The Inter-American Development Bank (IDB) affirmed claims that the land rights of seven communities in Oaxaca, Mexico, were being violated by a Bank-funded wind power project. The Indian Law Resource Center filed a complaint on behalf of the communities in December, 2012, because the IDB failed to secure the indigenous communities’ full participation in the design of the project.
“The report confirms all the concerns that our clients raised regarding both the design and the implementation of the wind power project were valid,” says Leonardo A. Crippa, a Senior Attorney in the Center’s Washington Office. The Mareña Renovables Wind Power Project was slated to be the biggest wind farm in Latin America, with transmission lines and turbines that would cross over lands belonging to the indigenous communities and affect their fishing areas. The communities won a partial victory in 2014, when the wind farm company agreed to relocate the project; partial because one of the communities is still affected by the project.
A report, adopted by the Executive Board of the IDB on September 14, 2016, was produced by the Bank’s Independent Consultation and Investigation Mechanism (ICIM), an internal project-complaint mechanism tasked with assessing Bank Management’s compliance with operational policies. The report states IDB Management failed to comply with the Bank’s policies, including the Environmental and Safeguards Compliance Policy, the Access to Information Policy, and the Indigenous Peoples Policy. It points out that only five of the 22 project-related documents were released. The report also highlights Management’s shortcoming in consulting with the communities, because it only contacted the agrarian leaders about key decisions and disregarded indigenous communities’ governing and decision-making structures.
The release of the report coincides with a time of change within the IDB. In the last two years, the Bank has split its private and public sector investing into two different organizations. As a result, it created the Inter-American Investment Corporation undertaking all of the Bank’s private sector lending in Latin America and the Caribbean. The ICIM can also process complaints about investment projects funded by the Corporation.

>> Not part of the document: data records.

impl ManifestStore {
    pub fn new(config: ManifestStoreConfig, remote: Arc<dyn BlobStore>, local: Arc<dyn LocalManifestStorage>) -> Self {
        let cap = std::num::NonZeroUsize::new(config.max_cached_namespaces.max(1)).expect("max > 0");
        Self { config, remote, local, cache: Mutex::new(LruCache::new(cap)), sync_status: Mutex::new(HashMap::new()) }
    }

    // --- manifest-file level operations (spec §4.5) ---------------------

    /// Registers (or replaces, by path) one chunk file under `namespace`.
    pub async fn put_manifest(&self, namespace: &str, file: ManifestFile, now_ms: u64) -> ManifestResult<()> {
        let mut manifest = self.read_local(namespace).await?.unwrap_or_else(|| NamespaceManifest::empty(namespace, now_ms));
        if let Some(existing) = manifest.files.iter_mut().find(|f| f.path == file.path) {
            *existing = file;
        } else {
            manifest.files.push(file);
        }
        manifest.version = next_version(&manifest.version);
        self.write_local(namespace, &manifest).await
    }

    pub async fn get_manifest(&self, namespace: &str, path: &str) -> ManifestResult<Option<ManifestFile>> {
        let manifest = self.ensure_cached(namespace).await?;
        Ok(manifest.files.iter().find(|f| f.path == path).cloned())
    }

    pub async fn list_manifests(&self) -> ManifestResult<Vec<(String, ManifestFile)>> {
        let mut out = Vec::new();
        for namespace in self.local.list_namespaces().await? {
            if let Ok(manifest) = self.ensure_cached(&namespace).await {
                out.extend(manifest.files.iter().cloned().map(|f| (namespace.clone(), f)));
            }
        }
        Ok(out)
    }

    pub async fn list_manifests_for_namespace(&self, namespace: &str) -> ManifestResult<Vec<ManifestFile>> {
        Ok(self.ensure_cached(namespace).await?.files.clone())
    }

    pub async fn delete_manifest(&self, namespace: &str, path: &str) -> ManifestResult<()> {
        let Some(mut manifest) = self.read_local(namespace).await? else { return Ok(()) };
        manifest.files.retain(|f| f.path != path);
        self.write_local(namespace, &manifest).await
    }

    // --- entity-index level operations -----------------------------------

    pub async fn put_entity_index(&self, namespace: &str, entries: Vec<(EntityId, EntityLocation)>, now_ms: u64) -> ManifestResult<()> {
        let mut manifest = self.read_local(namespace).await?.unwrap_or_else(|| NamespaceManifest::empty(namespace, now_ms));
        for (id, loc) in entries {
            manifest.entity_index.insert(id, loc);
        }
        manifest.version = next_version(&manifest.version);
        self.write_local(namespace, &manifest).await
    }

    pub async fn load_entity_index(&self, namespace: &str) -> ManifestResult<Arc<NamespaceManifest>> {
        self.ensure_cached(namespace).await
    }

    pub async fn lookup_entity(&self, namespace: &str, entity_id: &EntityId) -> ManifestResult<Option<EntityLocation>> {
        match self.ensure_cached(namespace).await {
            Ok(manifest) => Ok(manifest.entity_index.get(entity_id).cloned()),
            Err(ManifestError::NotFound(_)) => Ok(None),
            Err(e) => Err(e),
        }
    }

    pub async fn delete_entity_index(&self, namespace: &str) -> ManifestResult<()> {
        let Some(mut manifest) = self.read_local(namespace).await? else { return Ok(()) };
        manifest.entity_index.clear();
        self.write_local(namespace, &manifest).await
    }

    pub async fn is_stale(&self, namespace: &str, version: &str) -> ManifestResult<bool> {
        match self.read_local(namespace).await? {
            Some(manifest) => Ok(manifest.version != version),
            None => Ok(true),
        }
    }

    // --- R2 import/export -------------------------------------------------

    pub async fn import_from_r2_json(&self, bytes: &[u8]) -> ManifestResult<()> {
        let manifest = model::deserialize(bytes)?;
        self.write_local(&manifest.namespace.clone(), &manifest).await
    }

    pub async fn export_to_r2(&self, namespace: &str) -> ManifestResult<Vec<u8>> {
        let manifest = self.read_local(namespace).await?.ok_or_else(|| ManifestError::NotFound(namespace.to_string()))?;
        Ok(model::serialize(&manifest))
    }

    // --- sync protocol (spec §4.5) -----------------------------------------

    pub async fn needs_sync(&self, namespace: &str) -> ManifestResult<bool> {
        let local_version = self.read_local(namespace).await?.map(|m| m.version);
        let remote = self.fetch_remote(namespace).await;
        match (local_version, remote) {
            (None, _) => Ok(true),
            (Some(_), Err(_)) => Ok(false),
            (Some(_), Ok(None)) => Ok(false),
            (Some(local), Ok(Some(remote))) => Ok(local != remote.version),
        }
    }

    pub async fn sync_from_r2(&self, namespace: &str, now_ms: u64) -> ManifestResult<SyncResult> {
        let bytes = match self.remote.get(&manifest_key(namespace)).await {
            Ok(bytes) => bytes,
            Err(e) => return Ok(SyncResult::failure(ManifestError::RemoteFetch(e.to_string()))),
        };
        let imported = match model::deserialize(&bytes) {
            Ok(m) => m,
            Err(e) => return Ok(SyncResult::failure(e)),
        };
        let entries = imported.entity_index.len();
        if let Err(e) = self.write_local(namespace, &imported).await {
            return Ok(SyncResult::failure(e));
        }
        self.record_sync(namespace, Some(imported.version.clone()), Some(imported.version), now_ms);
        info!(namespace, entries, "synced manifest from remote");
        Ok(SyncResult { direction: SyncDirection::FromR2, entries_updated: entries, conflicts: 0, error: None, error_code: None })
    }

    pub async fn sync_to_r2(&self, namespace: &str) -> ManifestResult<SyncResult> {
        let Some(manifest) = self.read_local(namespace).await? else {
            return Ok(SyncResult::failure(ManifestError::NotFound(namespace.to_string())));
        };
        let bytes = model::serialize(&manifest);
        let entries = manifest.entity_index.len();
        // No retry at this layer, per spec §4.5: the caller decides whether
        // to retry a `syncToR2` failure.
        if let Err(e) = self.remote.put(&manifest_key(namespace), bytes, Some("application/json")).await {
            return Ok(SyncResult::failure(ManifestError::RemoteWrite(e.to_string())));
        }
        Ok(SyncResult { direction: SyncDirection::ToR2, entries_updated: entries, conflicts: 0, error: None, error_code: None })
    }

    /// Picks a sync direction based on which side is empty, or merges
    /// bidirectionally (R2 winning any conflicting entity location) when
    /// both sides are non-empty with differing versions (spec §4.5, S5).
    pub async fn full_sync(&self, namespace: &str, now_ms: u64) -> ManifestResult<SyncResult> {
        let local = self.read_local(namespace).await?;
        let local_empty = local.as_ref().map(|m| m.is_empty()).unwrap_or(true);
        let remote = self.fetch_remote(namespace).await;

        let remote = match remote {
            Err(e) => return Ok(SyncResult::failure(e)),
            Ok(r) => r,
        };
        let remote_empty = remote.as_ref().map(|m| m.is_empty()).unwrap_or(true);

        if local_empty && remote_empty {
            return Ok(SyncResult::no_op());
        }
        if local_empty {
            return self.sync_from_r2(namespace, now_ms).await;
        }
        if remote_empty {
            return self.sync_to_r2(namespace).await;
        }

        let local = local.expect("checked non-empty above");
        let remote = remote.expect("checked non-empty above");
        if local.version == remote.version {
            self.record_sync(namespace, Some(local.version.clone()), Some(remote.version.clone()), now_ms);
            return Ok(SyncResult::no_op());
        }

        let (merged, conflicts) = merge_bidirectional(local, remote);
        let entries_updated = merged.entity_index.len();
        self.write_local(namespace, &merged).await?;
        self.record_sync(namespace, Some(merged.version.clone()), Some(merged.version.clone()), now_ms);
        info!(namespace, conflicts, entries_updated, "bidirectional manifest sync resolved");
        Ok(SyncResult { direction: SyncDirection::Bidirectional, entries_updated, conflicts, error: None, error_code: None })
    }

    pub fn get_sync_status(&self, namespace: &str) -> SyncStatus {
        self.sync_status.lock().get(namespace).cloned().unwrap_or_else(|| SyncStatus::unknown(namespace))
    }

    pub async fn get_sync_status_async(&self, namespace: &str) -> ManifestResult<SyncStatus> {
        let local_version = self.read_local(namespace).await?.map(|m| m.version);
        let remote_version = self.fetch_remote(namespace).await.ok().flatten().map(|m| m.version);
        let in_sync = matches!((&local_version, &remote_version), (Some(l), Some(r)) if l == r);
        let status = SyncStatus {
            namespace: namespace.to_string(),
            local_version,
            remote_version,
            last_synced_at: self.sync_status.lock().get(namespace).and_then(|s| s.last_synced_at),
            in_sync,
        };
        self.sync_status.lock().insert(namespace.to_string(), status.clone());
        Ok(status)
    }

    // --- internals ----------------------------------------------------------

    async fn ensure_cached(&self, namespace: &str) -> ManifestResult<Arc<NamespaceManifest>> {
        if let Some(hit) = self.cache.lock().get(namespace) {
            return Ok(hit.clone());
        }
        let manifest = self.read_local(namespace).await?.ok_or_else(|| ManifestError::NotFound(namespace.to_string()))?;
        let arc = Arc::new(manifest);
        if arc.entity_index.len() <= self.config.max_entities_per_namespace {
            self.cache.lock().put(namespace.to_string(), arc.clone());
        } else {
            warn!(namespace, entities = arc.entity_index.len(), "namespace exceeds cache entity cap, serving uncached");
        }
        Ok(arc)
    }

    fn invalidate_cache(&self, namespace: &str) {
        self.cache.lock().pop(namespace);
    }

    async fn read_local(&self, namespace: &str) -> ManifestResult<Option<NamespaceManifest>> {
        if let Some(hit) = self.cache.lock().peek(namespace) {
            return Ok(Some((**hit).clone()));
        }
        match self.local.get(namespace).await? {
            Some(bytes) => Ok(Some(model::deserialize(&bytes)?)),
            None => Ok(None),
        }
    }

    async fn write_local(&self, namespace: &str, manifest: &NamespaceManifest) -> ManifestResult<()> {
        self.local.put(namespace, model::serialize(manifest)).await?;
        self.invalidate_cache(namespace);
        Ok(())
    }

    async fn fetch_remote(&self, namespace: &str) -> ManifestResult<Option<NamespaceManifest>> {
        match self.remote.get(&manifest_key(namespace)).await {
            Ok(bytes) => Ok(Some(model::deserialize(&bytes)?)),
            Err(edgegraph_store::BlobError::NotFound(_)) => Ok(None),
            Err(e) => Err(ManifestError::RemoteFetch(e.to_string())),
        }
    }

    fn record_sync(&self, namespace: &str, local_version: Option<String>, remote_version: Option<String>, now_ms: u64) {
        let in_sync = matches!((&local_version, &remote_version), (Some(l), Some(r)) if l == r);
        self.sync_status.lock().insert(
            namespace.to_string(),
            SyncStatus { namespace: namespace.to_string(), local_version, remote_version, last_synced_at: Some(now_ms), in_sync },
        );
    }
}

“We are seeing a positive structural change by the Bank,” said Crippa. Since the complaint was filed four years ago, the Bank has adopted not only an Environmental and Social Sustainability Policy for the Corporation, but also the ICIM’s new procedural rules.
The Executive Board has instructed Management to prepare a work plan to implement the ICIM recommendations, which address issues of particular importance for both the communities and the Bank. For instance, the report asks the Bank to make publicly available all documents of mandatory release and to ensure that the wind power company communicates the closure of this project to the communities. It also recommends that the Bank review and update its Indigenous Peoples Policy and produce guidelines on how Management should operate in areas of considerable environmental and social conflicts.
Crippa says in addition to the recent changes at the Bank, operational policies must also be updated in regard to indigenous issues. In February, 2006, the Bank adopted its first-ever Indigenous Peoples Policy. Since then, both the United Nations and the Organization of American States (OAS) have adopted declarations articulating the rights of indigenous peoples. Because of its regional focus, the OAS American Declaration on the Rights of Indigenous Peoples is of particular relevance for the Bank.
“The Bank’s Indigenous Peoples Policy does not meet key legal standards set by both declarations and must be addressed.”